Actions is a very powerful feature that gives you total control over your devices based on events determined by you. More than sending an e-mail or SMS based on certain conditions, with Actions you start tasks to send data back to the device, run scripts in the Analysis, and make a HTTP Post endpoint (very helpful when integrating Tago with other back-end systems). With these capabilities combined, there are limitless possibilities to create any event condition, not limited to a simple if/else condition.
To create a new Action, just click on the button ‘Action’ located at the sidebar, then click on + (the top right button). Give a name for your action and click Save.
The first thing to do when configuring an Action is to define which action you want it to take. Here is a list of options to be defined:
- Push Notification
- Send Email
- Send SMS
- Run Analysis
- Publish to MQTT
- Post data to end-point using HTTP
Learn about each Action here.
In order to initiate an action process, certain conditions should be met. Internally, Tago uses triggers as flags to monitor this process.

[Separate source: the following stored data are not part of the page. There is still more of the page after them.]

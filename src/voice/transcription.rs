//! Transcription adapter: stages a clip, screens it, and asks the provider

use std::path::Path;
use std::sync::Arc;

use super::artifact::{CleanupWarning, ScratchFile};
use super::{AudioFormat, RecognitionError, Transcriber};

/// Outcome of transcribing one clip
#[derive(Debug)]
pub struct Transcription {
    /// Recognized text, or why there is none
    pub text: Result<String, RecognitionError>,
    /// Set when the staged clip could not be deleted
    pub cleanup: Option<CleanupWarning>,
}

/// Turns recorded clips into text through a [`Transcriber`]
///
/// The clip lives in a scratch file for the duration of the call and is
/// removed on every exit path.
#[derive(Clone)]
pub struct TranscriptionAdapter {
    provider: Arc<dyn Transcriber>,
    silence_threshold: f32,
}

impl TranscriptionAdapter {
    #[must_use]
    pub fn new(provider: Arc<dyn Transcriber>) -> Self {
        Self {
            provider,
            silence_threshold: 0.0,
        }
    }

    /// RMS level under which WAV clips are rejected as silence
    #[must_use]
    pub const fn with_silence_threshold(mut self, threshold: f32) -> Self {
        self.silence_threshold = threshold;
        self
    }

    /// Underlying provider name
    #[must_use]
    pub fn provider_name(&self) -> &'static str {
        self.provider.name()
    }

    /// Transcribe a clip
    pub async fn transcribe(&self, clip: &[u8]) -> Transcription {
        let Some(format) = AudioFormat::sniff(clip) else {
            return Transcription {
                text: Err(RecognitionError::Undecodable(
                    "unrecognized audio container".to_string(),
                )),
                cleanup: None,
            };
        };

        let scratch = match ScratchFile::write(clip, format) {
            Ok(scratch) => scratch,
            Err(e) => {
                return Transcription {
                    text: Err(RecognitionError::Scratch(e.to_string())),
                    cleanup: None,
                };
            }
        };

        let text = self.recognize(scratch.path(), format).await;
        let cleanup = scratch.release();

        match &text {
            Ok(t) => tracing::debug!(provider = self.provider.name(), chars = t.len(), "clip transcribed"),
            Err(e) => tracing::warn!(provider = self.provider.name(), error = %e, "clip not recognized"),
        }

        Transcription { text, cleanup }
    }

    async fn recognize(
        &self,
        path: &Path,
        format: AudioFormat,
    ) -> Result<String, RecognitionError> {
        if format == AudioFormat::Wav {
            let level = wav_rms(path)?;
            tracing::debug!(rms = level, threshold = self.silence_threshold, "screened WAV clip");
            if level <= self.silence_threshold {
                return Err(RecognitionError::NoSpeech);
            }
        }

        let audio = tokio::fs::read(path)
            .await
            .map_err(|e| RecognitionError::Scratch(e.to_string()))?;

        let text = self.provider.transcribe(&audio, format).await?;
        let text = text.trim();
        if text.is_empty() {
            return Err(RecognitionError::NoSpeech);
        }

        Ok(text.to_string())
    }
}

/// Root-mean-square level of a WAV file, normalized to [0, 1]
///
/// An empty file has level 0.
///
/// # Errors
///
/// Returns [`RecognitionError::Undecodable`] if the file is not valid WAV
pub fn wav_rms(path: &Path) -> Result<f32, RecognitionError> {
    let undecodable = |e: hound::Error| RecognitionError::Undecodable(e.to_string());

    let mut reader = hound::WavReader::open(path).map_err(undecodable)?;
    let spec = reader.spec();

    let mut sum_squares = 0.0_f64;
    let mut count = 0_u64;

    match spec.sample_format {
        hound::SampleFormat::Float => {
            for sample in reader.samples::<f32>() {
                let s = f64::from(sample.map_err(undecodable)?);
                sum_squares += s * s;
                count += 1;
            }
        }
        hound::SampleFormat::Int => {
            let scale = f64::from(1_u32 << (spec.bits_per_sample.clamp(1, 32) - 1));
            for sample in reader.samples::<i32>() {
                let s = f64::from(sample.map_err(undecodable)?) / scale;
                sum_squares += s * s;
                count += 1;
            }
        }
    }

    if count == 0 {
        return Ok(0.0);
    }

    #[allow(clippy::cast_possible_truncation, clippy::cast_precision_loss)]
    let rms = (sum_squares / count as f64).sqrt() as f32;
    Ok(rms)
}

#[cfg(test)]
mod tests {
    use std::sync::Mutex;

    use async_trait::async_trait;

    use std::path::PathBuf;

    use super::*;
    use crate::voice::{samples_to_wav, staged_copies};

    struct FixedTranscriber {
        reply: Result<String, RecognitionError>,
        calls: Mutex<Vec<AudioFormat>>,
    }

    impl FixedTranscriber {
        fn new(reply: Result<String, RecognitionError>) -> Arc<Self> {
            Arc::new(Self {
                reply,
                calls: Mutex::new(Vec::new()),
            })
        }
    }

    #[async_trait]
    impl Transcriber for FixedTranscriber {
        async fn transcribe(
            &self,
            _audio: &[u8],
            format: AudioFormat,
        ) -> Result<String, RecognitionError> {
            self.calls.lock().unwrap().push(format);
            self.reply.clone()
        }

        fn name(&self) -> &'static str {
            "fixed"
        }
    }

    /// Notes which scratch files hold the clip while the provider runs
    struct StagingSpy {
        reply: Result<String, RecognitionError>,
        seen: Mutex<Vec<PathBuf>>,
    }

    #[async_trait]
    impl Transcriber for StagingSpy {
        async fn transcribe(
            &self,
            audio: &[u8],
            _format: AudioFormat,
        ) -> Result<String, RecognitionError> {
            self.seen.lock().unwrap().extend(staged_copies(audio));
            self.reply.clone()
        }

        fn name(&self) -> &'static str {
            "spy"
        }
    }

    fn tone_at(amplitude: f32) -> Vec<u8> {
        let samples: Vec<f32> = (0..1600)
            .map(|i| amplitude * (i as f32 * 0.2).sin())
            .collect();
        samples_to_wav(&samples, 16000).unwrap()
    }

    fn tone() -> Vec<u8> {
        tone_at(0.3)
    }

    async fn staged_paths_after(reply: Result<String, RecognitionError>, clip: &[u8]) -> Vec<PathBuf> {
        let spy = Arc::new(StagingSpy {
            reply,
            seen: Mutex::new(Vec::new()),
        });
        let adapter = TranscriptionAdapter::new(spy.clone());

        let result = adapter.transcribe(clip).await;
        assert!(result.cleanup.is_none());

        spy.seen.lock().unwrap().clone()
    }

    fn silence() -> Vec<u8> {
        samples_to_wav(&vec![0.0; 1600], 16000).unwrap()
    }

    #[tokio::test]
    async fn returns_trimmed_text() {
        let provider = FixedTranscriber::new(Ok("  hello there \n".to_string()));
        let adapter = TranscriptionAdapter::new(provider.clone()).with_silence_threshold(0.001);

        let result = adapter.transcribe(&tone()).await;

        assert_eq!(result.text.unwrap(), "hello there");
        assert!(result.cleanup.is_none());
        assert_eq!(*provider.calls.lock().unwrap(), vec![AudioFormat::Wav]);
    }

    #[tokio::test]
    async fn silent_wav_skips_provider() {
        let provider = FixedTranscriber::new(Ok("should not be used".to_string()));
        let adapter = TranscriptionAdapter::new(provider.clone()).with_silence_threshold(0.001);

        let result = adapter.transcribe(&silence()).await;

        assert_eq!(result.text, Err(RecognitionError::NoSpeech));
        assert!(provider.calls.lock().unwrap().is_empty());
    }

    #[tokio::test]
    async fn empty_provider_text_is_no_speech() {
        let adapter = TranscriptionAdapter::new(FixedTranscriber::new(Ok("   ".to_string())));
        let result = adapter.transcribe(&tone()).await;
        assert_eq!(result.text, Err(RecognitionError::NoSpeech));
    }

    #[tokio::test]
    async fn provider_failure_is_preserved() {
        let adapter = TranscriptionAdapter::new(FixedTranscriber::new(Err(
            RecognitionError::Unreachable("connection refused".to_string()),
        )));

        let result = adapter.transcribe(&tone()).await;
        assert!(matches!(result.text, Err(RecognitionError::Unreachable(_))));
    }

    #[tokio::test]
    async fn unknown_container_is_undecodable() {
        let provider = FixedTranscriber::new(Ok("x".to_string()));
        let adapter = TranscriptionAdapter::new(provider.clone());

        let result = adapter.transcribe(b"definitely not audio").await;

        assert!(matches!(result.text, Err(RecognitionError::Undecodable(_))));
        assert!(provider.calls.lock().unwrap().is_empty());
    }

    #[tokio::test]
    async fn non_wav_containers_go_straight_to_provider() {
        let provider = FixedTranscriber::new(Ok("bonjour".to_string()));
        let adapter = TranscriptionAdapter::new(provider.clone()).with_silence_threshold(0.5);

        let webm = [0x1A, 0x45, 0xDF, 0xA3, 0x01, 0x02, 0x03];
        let result = adapter.transcribe(&webm).await;

        assert_eq!(result.text.unwrap(), "bonjour");
        assert_eq!(*provider.calls.lock().unwrap(), vec![AudioFormat::Webm]);
    }

    #[tokio::test]
    async fn truncated_wav_is_undecodable() {
        let adapter = TranscriptionAdapter::new(FixedTranscriber::new(Ok("x".to_string())));
        let result = adapter.transcribe(b"RIFF\x24\0\0\0WAVE").await;
        assert!(matches!(result.text, Err(RecognitionError::Undecodable(_))));
    }

    #[tokio::test]
    async fn scratch_clip_removed_after_success() {
        let clip = tone_at(0.41);
        let seen = staged_paths_after(Ok("hello".to_string()), &clip).await;

        assert_eq!(seen.len(), 1);
        assert!(seen.iter().all(|path| !path.exists()));
    }

    #[tokio::test]
    async fn scratch_clip_removed_after_provider_error() {
        let clip = tone_at(0.43);
        let seen = staged_paths_after(
            Err(RecognitionError::Rejected {
                status: 401,
                body: "invalid key".to_string(),
            }),
            &clip,
        )
        .await;

        assert_eq!(seen.len(), 1);
        assert!(seen.iter().all(|path| !path.exists()));
    }

    #[test]
    fn rms_of_tone_and_silence() {
        let dir = tempfile::tempdir().unwrap();

        let loud = dir.path().join("tone.wav");
        std::fs::write(&loud, tone()).unwrap();
        assert!(wav_rms(&loud).unwrap() > 0.1);

        let quiet = dir.path().join("silence.wav");
        std::fs::write(&quiet, silence()).unwrap();
        assert!(wav_rms(&quiet).unwrap() < 1e-6);
    }
}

One valid condition to start the action is when the selected variable meets the criteria defined in Set Trigger.
To configure how the event will be initiated, you need to configure the triggers. Enter with the variable to be tested (it is tested every time a new value arrives), the Condition, and the value to be compared against. When the condition is true, the trigger is set. Same thing for the condition defined to reset trigger.
The available test conditions are:
- Less than - condition is true when the value of the variable is less than the value defined
- Greater than - condition is true when the value of the variable is greater than the value defined
- Equal to - condition is true when the value of the variable is equal to the value defined
- Different from - condition is true when the value of the variable is different from the value defined
- Any- condition is true whenever a new value of the variable is sent to the bucket
Another condition depends on the Lock trigger after action is taken switch status. If it is NO, the action will be taken solely based on the Set Trigger condition explained above. If it is set to YES, the condition above will only be tested if the Trigger is not Locked. The status of the trigger can be manually changed as showed below, that is under the session ‘More’. A more common option to unlock the trigger is to use the Reset Trigger setup.
Note: Combined logic tests can be easily implemented in the Analysis. For example, if you want to take an action to send an SMS when the (temperature > 95C) AND (time_of_day == night) AND (User_at_home == false), you can simply create an Action to Run a script in Analysis every time the new temperature variable arrives, and just write a simple script to make the logic test. This method is very powerful to test basically any complex combination.
Each time a Set Trigger condition is met, the trigger is locked if the Lock trigger after action is takenswitch is set YES. In this case, the Set Trigger condition will only be tested again when the Reset Trigger condition is met. This is helpful to create an hysteresis for example.
However, if the Lock trigger after action is taken switch is set NO, the trigger will never be locked, and any time that the Set Trigger condition is met, it will take the defined action. Depending on your logic, it may be undesirable.
One example of an undesirable situation could occur when you want to receive only one SMS when the temperature crosses above 95 C, but instead you receive one SMS for each time a new value of temperature above 95 C is sent (unnecessary and costly). You may want to implement an hysteresis using a Reset Trigger condition. If you define the condition to reset when temperature < 90 C for example, it would prevent this issue. Only one SMS would be sent, and the system would be locked until the temperature goes below 90 C. Which seems much more reasonable in this example.